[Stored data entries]
# # # # # # #

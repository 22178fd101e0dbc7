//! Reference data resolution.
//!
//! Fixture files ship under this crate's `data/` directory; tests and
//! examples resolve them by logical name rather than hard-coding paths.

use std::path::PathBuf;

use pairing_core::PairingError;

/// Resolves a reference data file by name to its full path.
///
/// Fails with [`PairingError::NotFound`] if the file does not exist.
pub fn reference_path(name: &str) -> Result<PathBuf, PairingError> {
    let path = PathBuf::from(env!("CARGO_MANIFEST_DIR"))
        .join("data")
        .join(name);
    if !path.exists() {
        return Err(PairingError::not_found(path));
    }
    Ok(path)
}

# # # # # # #

Problem statement: From the data above, copy each line that has the string "PairingError".

Expected answer:
use pairing_core::PairingError;
/// Fails with [`PairingError::NotFound`] if the file does not exist.
pub fn reference_path(name: &str) -> Result<PathBuf, PairingError> {
        return Err(PairingError::not_found(path));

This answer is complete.